There's very little that can shock me anymore, except perhaps realizing just how old I am.

Date: 2008-06-06 04:34 am (UTC)
From: [identity profile] gfish.livejournal.com
The problem is, life starting at conception is stupid. Do identical twins share a soul? Do chimeras contain two souls? Not to mention the, what, 50% of conceived eggs that fail to implant properly and just wash away? Obviously all of medical science needs to be focused on ending THAT ongoing holocaust if life starts at conception, forget worrying about abortion. :P

Date: 2008-06-06 04:35 am (UTC)
From: [identity profile] lola-mccrary.livejournal.com
How ironic. When I was a sophomore at a Catholic high school in a conservative area they decided that the best way to discourage abortion was to show every student in the school a training film of a clinical abortion IN THEIR RELIGION CLASSES. Even at age 15 in 1972 as a good little Roman Catholic I KNEW that the students would have had the same reactions if they had shown a training film of a tonsillectomy. I felt totally manipulated and very angry. My attitudes about abortion have changed significantly since then (and I'm a good Independent Catholic instead of Roman Catholic now), but the irony is that many of our med students who should see the film I was forced to see aren't allowed to.

Date: 2008-06-06 05:47 am (UTC)
From: [identity profile] vixyish.livejournal.com
Yeah, I figured that's where you were going with that.

It's not that I hadn't *heard* of back-alley abortions and coat hangers, though I admit I had not heard of women going to the doctor with them still in. It's just ...well, actually that part was it. The reason I don't read horror books or watch horror movies is that I find it REALLY hard to clear images of horrible things happening to bodies from my mind. They just stay in my head on repeat for a really long time, and I have a hard time keeping them *quite* entirely separate from thoughts of my *own* body.

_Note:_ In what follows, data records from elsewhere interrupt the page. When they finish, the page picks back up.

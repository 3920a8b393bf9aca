//! The events listing page: filter options, filtered pages of events, and
//! the single listing page record itself.

use std::num::NonZeroU32;
use std::sync::Arc;

use thiserror::Error;
use time::Date;
use tracing::{debug, info};

use crate::application::cutoff::PastEventCutoff;
use crate::application::filters::{ListingQuery, MalformedDatePolicy, build_event_filter};
use crate::application::pagination::{DEFAULT_EVENTS_PER_PAGE, PageInfo, Paginated};
use crate::application::repos::{
    CreateListingParams, EventsRepo, ListingPagesRepo, RepoError, TopicsRepo,
};
use crate::domain::error::DomainError;
use crate::domain::events::dates_to_unique_month_years;
use crate::domain::listing::{EventsListingRecord, FeaturedItem, validate_featured};
use crate::domain::predicate::Predicate;
use crate::presentation::views::{
    CountryOption, EventCard, FeaturedView, FilterOptions, ListingContext, ListingPageView,
    iso_date,
};

pub const LISTING_REQUESTS_METRIC: &str = "devportal_events_listing_requests_total";

#[derive(Debug, Clone, Copy)]
pub struct ListingOptions {
    pub per_page: NonZeroU32,
    pub malformed_date_policy: MalformedDatePolicy,
}

impl Default for ListingOptions {
    fn default() -> Self {
        Self {
            per_page: NonZeroU32::new(DEFAULT_EVENTS_PER_PAGE).unwrap_or(NonZeroU32::MIN),
            malformed_date_policy: MalformedDatePolicy::default(),
        }
    }
}

#[derive(Debug, Error)]
pub enum ListingError {
    #[error("the events listing page has not been created")]
    Missing,
    #[error("an events listing page already exists")]
    AlreadyExists,
    #[error(transparent)]
    Domain(#[from] DomainError),
    #[error(transparent)]
    Repo(#[from] RepoError),
}

#[derive(Clone)]
pub struct EventsListingService {
    events: Arc<dyn EventsRepo>,
    topics: Arc<dyn TopicsRepo>,
    listings: Arc<dyn ListingPagesRepo>,
    cutoff: Arc<dyn PastEventCutoff>,
    options: ListingOptions,
}

impl EventsListingService {
    pub fn new(
        events: Arc<dyn EventsRepo>,
        topics: Arc<dyn TopicsRepo>,
        listings: Arc<dyn ListingPagesRepo>,
        cutoff: Arc<dyn PastEventCutoff>,
        options: ListingOptions,
    ) -> Self {
        Self {
            events,
            topics,
            listings,
            cutoff,
            options,
        }
    }

    /// Everything the listing template needs for one request.
    pub async fn page_context(&self, query: &ListingQuery) -> Result<ListingContext, ListingError> {
        metrics::counter!(LISTING_REQUESTS_METRIC).increment(1);

        let record = self
            .listings
            .load_listing()
            .await?
            .ok_or(ListingError::Missing)?;

        // One cutoff per request so filters and results agree.
        let cutoff = self.cutoff.cutoff();

        let featured = self.featured_views(&record.featured, cutoff).await?;
        let filters = self.filters(cutoff).await?;
        let events = self.events(query, cutoff).await?;

        Ok(ListingContext {
            page: ListingPageView::new(record, featured),
            filters,
            events,
        })
    }

    pub async fn events(
        &self,
        query: &ListingQuery,
        cutoff: Date,
    ) -> Result<Paginated<EventCard>, ListingError> {
        let filter = build_event_filter(query, cutoff, self.options.malformed_date_policy);
        debug!(predicate = ?filter.predicate, "resolved events filter");

        let total = self.events.count_events(&filter.predicate).await?;
        let pagination = PageInfo::resolve(query.page.as_deref(), total, self.options.per_page);
        let records = self
            .events
            .list_events(&filter.predicate, pagination.window())
            .await?;

        Ok(Paginated {
            items: records
                .iter()
                .map(|record| EventCard::from_record(record, cutoff))
                .collect(),
            pagination,
        })
    }

    pub async fn filters(&self, cutoff: Date) -> Result<FilterOptions, ListingError> {
        let countries = self
            .events
            .list_countries()
            .await?
            .iter()
            .map(CountryOption::from)
            .collect();

        let upcoming = self
            .events
            .list_start_dates(&Predicate::StartOnOrAfter(cutoff))
            .await?;
        let dates = dates_to_unique_month_years(&upcoming)
            .into_iter()
            .map(iso_date)
            .collect();

        let topics = self.topics.list_topics().await?;

        Ok(FilterOptions {
            countries,
            dates,
            topics,
        })
    }

    /// Create the listing page. Only one may ever exist.
    pub async fn create_listing(
        &self,
        params: CreateListingParams,
    ) -> Result<EventsListingRecord, ListingError> {
        validate_featured(&params.featured)?;
        if params.title.trim().is_empty() {
            return Err(DomainError::validation("title", "title must not be empty").into());
        }

        if self.listings.listing_exists().await? {
            return Err(ListingError::AlreadyExists);
        }

        let record = match self.listings.create_listing(params).await {
            Ok(record) => record,
            // Lost a race with another writer; the unique index caught it.
            Err(RepoError::Duplicate { .. }) => return Err(ListingError::AlreadyExists),
            Err(err) => return Err(err.into()),
        };

        info!(
            target = "devportal::events::listing",
            slug = %record.slug,
            "created events listing page",
        );
        Ok(record)
    }

    async fn featured_views(
        &self,
        items: &[FeaturedItem],
        cutoff: Date,
    ) -> Result<Vec<FeaturedView>, ListingError> {
        let mut views = Vec::with_capacity(items.len());
        for item in items {
            match item {
                FeaturedItem::Event { slug } => {
                    // Unpublished or deleted events simply drop out.
                    if let Some(record) = self.events.find_by_slug(slug).await? {
                        views.push(FeaturedView::Event(EventCard::from_record(&record, cutoff)));
                    }
                }
                FeaturedItem::ExternalPage {
                    title,
                    url,
                    description,
                } => views.push(FeaturedView::ExternalPage {
                    title: title.clone(),
                    url: url.clone(),
                    description: description.clone(),
                }),
            }
        }
        Ok(views)
    }
}
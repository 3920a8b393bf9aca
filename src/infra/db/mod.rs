//! Postgres-backed repository implementations.

mod events;
mod listing;
mod predicate;
mod topics;
mod util;

pub use predicate::push_predicate;
pub use util::map_sqlx_error;

use std::sync::Arc;

use async_trait::async_trait;
use sqlx::{
    Postgres, QueryBuilder,
    postgres::{PgPool, PgPoolOptions},
    query,
};

use crate::application::repos::{HealthRepo, RepoError};
use crate::domain::types::PageStatus;

#[derive(Clone)]
pub struct PostgresRepositories {
    pool: Arc<PgPool>,
}

impl PostgresRepositories {
    pub fn new(pool: PgPool) -> Self {
        Self {
            pool: Arc::new(pool),
        }
    }

    pub fn pool(&self) -> &PgPool {
        &self.pool
    }

    pub async fn connect(url: &str, max_connections: u32) -> Result<PgPool, sqlx::Error> {
        PgPoolOptions::new()
            .max_connections(max_connections)
            .connect(url)
            .await
    }

    pub async fn run_migrations(pool: &PgPool) -> Result<(), sqlx::Error> {
        sqlx::migrate!("./migrations")
            .run(pool)
            .await
            .map_err(Into::into)
    }

    pub async fn health_check(&self) -> Result<(), sqlx::Error> {
        query("SELECT 1").execute(self.pool()).await.map(|_| ())
    }

    /// Opens a `WHERE` clause restricted to published events.
    fn push_published_scope<'q>(qb: &mut QueryBuilder<'q, Postgres>) {
        qb.push(" WHERE e.status = ");
        qb.push_bind(PageStatus::Published);
    }
}

#[async_trait]
impl HealthRepo for PostgresRepositories {
    async fn ping(&self) -> Result<(), RepoError> {
        self.health_check().await.map_err(map_sqlx_error)
    }
}
//! Event pages and the display values derived from them.

use serde::{Deserialize, Serialize};
use time::{Date, OffsetDateTime, format_description::FormatItem, macros::format_description};
use uuid::Uuid;

use super::body::BodyBlock;
use super::countries::CountryCode;
use super::topics::TopicRecord;
use super::types::PageStatus;

pub const SHORT_DATE_FORMAT: &[FormatItem<'static>] =
    format_description!("[month repr:short] [day padding:none]");
pub const DAY_FORMAT: &[FormatItem<'static>] = format_description!("[day padding:none]");
pub const YEAR_SUFFIX_FORMAT: &[FormatItem<'static>] = format_description!(", [year]");

/// Separator between the two halves of a date range. A literal en dash so
/// templates never need to mark the string safe.
pub const DATE_RANGE_SEPARATOR: &str = " – ";

#[derive(Debug, Clone, PartialEq, Eq, Serialize, Deserialize)]
#[serde(tag = "type", rename_all = "snake_case")]
pub enum Speaker {
    /// A person profile on the portal, referenced by its page title.
    Person { title: String },
    External {
        title: String,
        #[serde(default)]
        description: Option<String>,
        #[serde(default)]
        url: Option<String>,
    },
}

#[derive(Debug, Clone, PartialEq, Eq, Serialize)]
pub struct CountryGroup {
    pub slug: String,
    #[serde(skip_serializing_if = "Option::is_none")]
    pub title: Option<String>,
}

#[derive(Debug, Clone, PartialEq, Eq)]
pub struct EventRecord {
    pub id: Uuid,
    pub slug: String,
    pub title: String,
    pub status: PageStatus,
    pub description: String,
    pub start_date: Date,
    pub end_date: Option<Date>,
    pub city: String,
    pub country: Option<CountryCode>,
    pub register_url: Option<String>,
    pub official_website: String,
    pub event_content: String,
    /// Ordered; the first entry is the primary topic.
    pub topics: Vec<TopicRecord>,
    pub speakers: Vec<Speaker>,
    pub body: Vec<BodyBlock>,
    pub card_title: String,
    pub card_description: String,
    pub keywords: Vec<String>,
    pub created_at: OffsetDateTime,
    pub updated_at: OffsetDateTime,
}

impl EventRecord {
    pub fn is_upcoming(&self, cutoff: Date) -> bool {
        self.start_date >= cutoff
    }

    pub fn primary_topic(&self) -> Option<&TopicRecord> {
        self.topics.first()
    }

    pub fn month_group(&self) -> Date {
        first_of_month(self.start_date)
    }

    pub fn country_group(&self) -> CountryGroup {
        match &self.country {
            Some(code) => CountryGroup {
                slug: code.as_str().to_ascii_lowercase(),
                title: Some(code.name().to_string()),
            },
            None => CountryGroup {
                slug: String::new(),
                title: None,
            },
        }
    }

    /// `Mar 5`, `Mar 5 – 9` or `Mar 5 – Apr 9`.
    pub fn event_dates(&self) -> String {
        let mut dates = format_date(self.start_date, SHORT_DATE_FORMAT);

        if let Some(end) = self.end_date.filter(|end| *end != self.start_date) {
            dates.push_str(DATE_RANGE_SEPARATOR);
            let same_month =
                end.year() == self.start_date.year() && end.month() == self.start_date.month();
            if same_month {
                dates.push_str(&format_date(end, DAY_FORMAT));
            } else {
                dates.push_str(&format_date(end, SHORT_DATE_FORMAT));
            }
        }

        dates
    }

    pub fn event_dates_full(&self) -> String {
        let mut dates = self.event_dates();
        dates.push_str(&format_date(self.start_date, YEAR_SUFFIX_FORMAT));
        dates
    }

    pub fn has_speaker(&self, person_title: &str) -> bool {
        self.speakers.iter().any(|speaker| match speaker {
            Speaker::Person { title } => title == person_title,
            Speaker::External { .. } => false,
        })
    }

    /// Plain-text standfirst: `Mar 5 – 9 | Berlin, DE`.
    pub fn summary_meta(&self) -> String {
        let mut summary = self.event_dates();
        let has_city = !self.city.trim().is_empty();

        if has_city || self.country.is_some() {
            summary.push_str(" | ");
        }
        if has_city {
            summary.push_str(&self.city);
            if self.country.is_some() {
                summary.push_str(", ");
            }
        }
        if let Some(country) = &self.country {
            summary.push_str(country.as_str());
        }

        summary
    }
}

pub fn first_of_month(date: Date) -> Date {
    date.replace_day(1).unwrap_or(date)
}

/// Reduce dates to unique year-month buckets (each pinned to the 1st),
/// newest first. The filter form only renders year and month, so two
/// events in the same month must collapse into one option.
pub fn dates_to_unique_month_years(dates: &[Date]) -> Vec<Date> {
    let mut months: Vec<Date> = dates.iter().copied().map(first_of_month).collect();
    months.sort_unstable_by(|a, b| b.cmp(a));
    months.dedup();
    months
}

fn format_date(date: Date, format: &[FormatItem<'_>]) -> String {
    date.format(format).unwrap_or_else(|_| date.to_string())
}

#[cfg(test)]
mod tests {
    use time::macros::{date, datetime};

    use super::*;

    fn event(start: Date, end: Option<Date>) -> EventRecord {
        EventRecord {
            id: Uuid::nil(),
            slug: "jsconf".to_string(),
            title: "JSConf".to_string(),
            status: PageStatus::Published,
            description: String::new(),
            start_date: start,
            end_date: end,
            city: String::new(),
            country: None,
            register_url: None,
            official_website: String::new(),
            event_content: String::new(),
            topics: Vec::new(),
            speakers: Vec::new(),
            body: Vec::new(),
            card_title: String::new(),
            card_description: String::new(),
            keywords: Vec::new(),
            created_at: datetime!(2020-01-01 00:00 UTC),
            updated_at: datetime!(2020-01-01 00:00 UTC),
        }
    }

    #[test]
    fn single_day_renders_one_date() {
        assert_eq!(event(date!(2020 - 03 - 05), None).event_dates(), "Mar 5");
        assert_eq!(
            event(date!(2020 - 03 - 05), Some(date!(2020 - 03 - 05))).event_dates(),
            "Mar 5"
        );
    }

    #[test]
    fn range_within_month_omits_repeated_month() {
        let event = event(date!(2020 - 03 - 05), Some(date!(2020 - 03 - 09)));
        assert_eq!(event.event_dates(), "Mar 5 – 9");
        assert_eq!(event.event_dates_full(), "Mar 5 – 9, 2020");
    }

    #[test]
    fn range_across_months_repeats_month() {
        let event = event(date!(2020 - 03 - 05), Some(date!(2020 - 04 - 09)));
        assert_eq!(event.event_dates(), "Mar 5 – Apr 9");
    }

    #[test]
    fn same_month_in_another_year_is_not_collapsed() {
        let event = event(date!(2020 - 12 - 30), Some(date!(2021 - 12 - 02)));
        assert_eq!(event.event_dates(), "Dec 30 – Dec 2");
    }

    #[test]
    fn summary_meta_joins_optional_parts() {
        let mut record = event(date!(2020 - 03 - 05), Some(date!(2020 - 03 - 09)));
        assert_eq!(record.summary_meta(), "Mar 5 – 9");

        record.city = "Berlin".to_string();
        assert_eq!(record.summary_meta(), "Mar 5 – 9 | Berlin");

        record.country = CountryCode::parse("DE");
        assert_eq!(record.summary_meta(), "Mar 5 – 9 | Berlin, DE");

        record.city.clear();
        assert_eq!(record.summary_meta(), "Mar 5 – 9 | DE");
    }

    #[test]
    fn upcoming_includes_the_cutoff_day() {
        let record = event(date!(2020 - 03 - 05), None);
        assert!(record.is_upcoming(date!(2020 - 03 - 05)));
        assert!(!record.is_upcoming(date!(2020 - 03 - 06)));
    }

    #[test]
    fn primary_topic_is_first_entry() {
        let mut record = event(date!(2020 - 03 - 05), None);
        assert!(record.primary_topic().is_none());

        for slug in ["css", "rust"] {
            record.topics.push(TopicRecord {
                id: Uuid::new_v4(),
                slug: slug.to_string(),
                title: slug.to_uppercase(),
            });
        }
        assert_eq!(record.primary_topic().map(|t| t.slug.as_str()), Some("css"));
    }

    #[test]
    fn country_group_uses_lowercase_slug() {
        let mut record = event(date!(2020 - 03 - 05), None);
        assert_eq!(record.country_group().slug, "");

        record.country = CountryCode::parse("FR");
        let group = record.country_group();
        assert_eq!(group.slug, "fr");
        assert_eq!(group.title.as_deref(), Some("France"));
    }

    #[test]
    fn has_speaker_only_matches_person_entries() {
        let mut record = event(date!(2020 - 03 - 05), None);
        record.speakers = vec![
            Speaker::External {
                title: "Ada".to_string(),
                description: None,
                url: None,
            },
            Speaker::Person {
                title: "Grace".to_string(),
            },
        ];

        assert!(record.has_speaker("Grace"));
        assert!(!record.has_speaker("Ada"));
    }

    #[test]
    fn month_years_are_unique_and_descending() {
        let months = dates_to_unique_month_years(&[
            date!(2020 - 03 - 05),
            date!(2020 - 03 - 19),
            date!(2020 - 04 - 01),
        ]);
        assert_eq!(months, vec![date!(2020 - 04 - 01), date!(2020 - 03 - 01)]);
        assert_eq!(event(date!(2020 - 03 - 19), None).month_group(), date!(2020 - 03 - 01));
    }
}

And, well... some images are more horrible than others.

Date: 2008-06-06 05:48 am (UTC)
From: [identity profile] vixyish.livejournal.com
Hee.

You're not *quite* older than my parents, but you're close. :)

(Mom's 64; Dad's 69.)

Date: 2008-06-06 05:57 am (UTC)
From: [identity profile] vixyish.livejournal.com
I remember when birth-control pills were invented, and how far backward things have come since the sexually-liberated 1960s.

This, of course, is the part that scares me most. And is why the more horrible images should still be talked about. If we're moving backwards, then that's where we're headed...

Date: 2008-06-06 06:58 am (UTC)
mdlbear: blue fractal bear with text "since 2002" (Default)
From: [personal profile] mdlbear
I sympathize: I avoid horror, too. Also most comedy, since so much of it is based on putting people in embarrassing situations. The only movie I ever walked out of wasn't horror.